FYI: Flash 8 HD Playback! (well, sorta)

VOGuy wrote on 9/15/2005, 8:14 PM
Hi everyone.

Well I just succeeded in encoding Vegas-produced HDV video in Flash 8 Video, for your evaluation.

View here:
www.hd-tv.us

If you have a pretty fast Internet connection, (> 1500kbps, and the hosting provider keeps up) and a reasonably fast computer, you can view it in REAL TIME!

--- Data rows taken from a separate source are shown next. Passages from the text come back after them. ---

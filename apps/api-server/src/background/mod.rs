//! Background tasks tied to the server's lifetime.

mod scheduler;

pub use scheduler::PublishRunner;
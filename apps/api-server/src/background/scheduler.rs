//! Background publishing runner on top of tokio-cron-scheduler.

use std::sync::Arc;

use tokio_cron_scheduler::{Job, JobScheduler, JobSchedulerError};

use pulse_core::services::PublishScheduler;

/// Drives [`PublishScheduler`] ticks at its configured interval.
///
/// A firing that finds the previous tick still running is skipped rather
/// than queued.
pub struct PublishRunner {
    inner: JobScheduler,
    scheduler: Arc<PublishScheduler>,
}

impl PublishRunner {
    /// Register the repeating tick job and start the job scheduler.
    pub async fn start(scheduler: Arc<PublishScheduler>) -> Result<Self, JobSchedulerError> {
        let inner = JobScheduler::new().await?;
        let interval = scheduler.settings().interval();

        let ticker = scheduler.clone();
        let job = Job::new_repeated_async(interval, move |_uuid, _lock| {
            let scheduler = ticker.clone();
            Box::pin(async move {
                run_tick(&scheduler).await;
            })
        })?;

        let id = inner.add(job).await?;
        inner.start().await?;
        tracing::info!(
            job_id = %id,
            interval_secs = interval.as_secs(),
            "Publish scheduler started"
        );

        Ok(Self { inner, scheduler })
    }

    /// Stop firing new ticks, then wait for one in flight to finish.
    pub async fn shutdown(mut self) -> Result<(), JobSchedulerError> {
        self.inner.shutdown().await?;
        self.scheduler.wait_idle().await;
        tracing::info!("Publish scheduler stopped");
        Ok(())
    }
}

async fn run_tick(scheduler: &PublishScheduler) {
    match scheduler.try_tick().await {
        None => tracing::debug!("Previous tick still running, skipping"),
        Some(Ok(report)) if report.processed() > 0 => tracing::info!(
            processed = report.processed(),
            published = report.published(),
            skipped = report.skipped(),
            failed = report.failed(),
            "Tick finished"
        ),
        Some(Ok(_)) => tracing::debug!("Tick finished, nothing due"),
        Some(Err(e)) => tracing::error!(error = %e, "Tick aborted"),
    }
}
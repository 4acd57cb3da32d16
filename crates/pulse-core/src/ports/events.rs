//! Event sink port - receives one record per publish attempt.

use chrono::{DateTime, Utc};
use serde::Serialize;
use uuid::Uuid;

/// Result of one publish attempt within a tick.
#[derive(Debug, Clone, PartialEq, Eq, Serialize)]
#[serde(tag = "outcome", rename_all = "lowercase")]
pub enum PublishOutcome {
    Published {
        external_id: Option<String>,
    },
    /// The post was no longer eligible (unscheduled, rescheduled or deleted).
    Skipped {
        reason: String,
    },
    /// The post stays scheduled unless `reverted_to_draft`.
    Failed {
        error: String,
        attempts: Option<u32>,
        reverted_to_draft: bool,
    },
}

impl PublishOutcome {
    pub fn label(&self) -> &'static str {
        match self {
            Self::Published { .. } => "published",
            Self::Skipped { .. } => "skipped",
            Self::Failed { .. } => "failed",
        }
    }
}

#[derive(Debug, Clone, PartialEq, Eq, Serialize)]
pub struct PublishRecord {
    pub post_id: Uuid,
    #[serde(flatten)]
    pub outcome: PublishOutcome,
    pub at: DateTime<Utc>,
}

pub trait PublishEventSink: Send + Sync {
    fn record(&self, record: &PublishRecord);
}
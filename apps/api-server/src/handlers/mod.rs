//! HTTP handlers and route configuration.

mod admin;
mod analytics;
mod auth;
mod health;
mod posts;


use actix_web::web;

/// Configure all application routes.
pub fn configure_routes(cfg: &mut web::ServiceConfig) {
    let auth = web::scope("/auth")
        .route("/register", web::post().to(auth::register))
        .route("/login", web::post().to(auth::login))
        .route("/me", web::get().to(auth::me))
        .route("/users", web::get().to(auth::list_users));
    #[cfg(feature = "rate-limit")]
    let auth = auth.wrap(crate::middleware::rate_limit::RateLimitMiddleware);

    cfg.service(
        web::scope("/api")
            // Public routes
            .route("/health", web::get().to(health::health_check))
            .service(auth)
            .service(
                web::scope("/posts")
                    .route("", web::post().to(posts::create))
                    .route("", web::get().to(posts::list))
                    .route("/{id}", web::get().to(posts::get))
                    .route("/{id}", web::put().to(posts::update))
                    .route("/{id}", web::delete().to(posts::delete))
                    .route("/{id}/schedule", web::post().to(posts::schedule))
                    .route("/{id}/unschedule", web::post().to(posts::unschedule)),
            )
            // Fixed segments before `/{post_id}`
            .service(
                web::scope("/analytics")
                    .route("/top", web::get().to(analytics::top_posts))
                    .route("/summary", web::get().to(analytics::summary))
                    .route("/{post_id}", web::post().to(analytics::create))
                    .route("/{post_id}", web::get().to(analytics::get))
                    .route("/{post_id}", web::put().to(analytics::update))
                    .route("/{post_id}", web::delete().to(analytics::delete))
                    .route(
                        "/{post_id}/reactions",
                        web::post().to(analytics::increment_reaction),
                    )
                    .route("/{post_id}/graph", web::get().to(analytics::graph)),
            )
            .service(
                web::scope("/admin")
                    .route("/posts/user/{user_id}", web::get().to(admin::user_posts))
                    .route("/scheduler/stats", web::get().to(admin::scheduler_stats))
                    .route("/scheduler/overdue", web::get().to(admin::overdue_posts))
                    .route(
                        "/scheduler/process-now",
                        web::post().to(admin::process_now),
                    )
                    .route("/analytics", web::get().to(analytics::admin_list))
                    .route(
                        "/analytics/{post_id}",
                        web::delete().to(analytics::admin_delete),
                    ),
            ),
    );
}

The video is one of the segments of my soon (?) to be completed "VoiceOver for HD" program, described here at


To get this to encode, I had to first render as uncompressed (Not sony YUV) (24P 1280x724) avi, then encode through the Flash 8 Video encoder. I set the Flash video data rate at 1400, and reduced the size to 1000x562. For the approx 50sec segment, encoding took about 30 minutes to generate the uncompressed .avi file, then about 25 minutes to encode the Flash file.

All things considered, I think it looks pretty good.

More experiments to come.

Travis
www.Announcing.biz

Oh, you need the new Flash 8 player to view this. It might not automatically install if you have ActiveX blocking turned on.

Comments

VOGuy wrote on 9/16/2005, 4:00 PM
For those of you with slower connections and smaller screens, here's another version:

www.hd-tv.us/smaller

Data Rate: 900kbps.
Res: 750x420

dat5150 wrote on 9/16/2005, 7:12 PM
Looks great!
riredale wrote on 9/17/2005, 6:19 PM
What is your impression of Flash 8 versus WMV for web streaming? Which method would give better quality for a given bitrate and image size?
VOGuy wrote on 9/17/2005, 7:19 PM
The folks at Macromedia seem to think it surpasses Windows Media, and even h.264. I've also read reports that there are still issues regarding usage rights/payment that haven't been worked out for h.264.

Windows Media does work, but it comes with the fact that it's Microsoft, (not well supported on non-MS operating systems) and might not be as effiecient as h.264 and Flash 8.

I don't think Flash 8 has any rights management options (a good or bad thing, depending on your application and point-of-view).

What Flash 8 does have going for it is that it will end up being installed on virtually all machines with an internet connection, if previous versions are a good example, and the video can be integreated into a Flash presentation. It is possible to "pre" download video while keeping the viewer busy with other things which require much less bandwidth.

Nat wrote on 9/17/2005, 8:16 PM
I encoded my last video in both Flash 8, WMV, Quicktime and Realmedia and Flash 8 has the better quality by far and is 8 megs smaller than the other files !!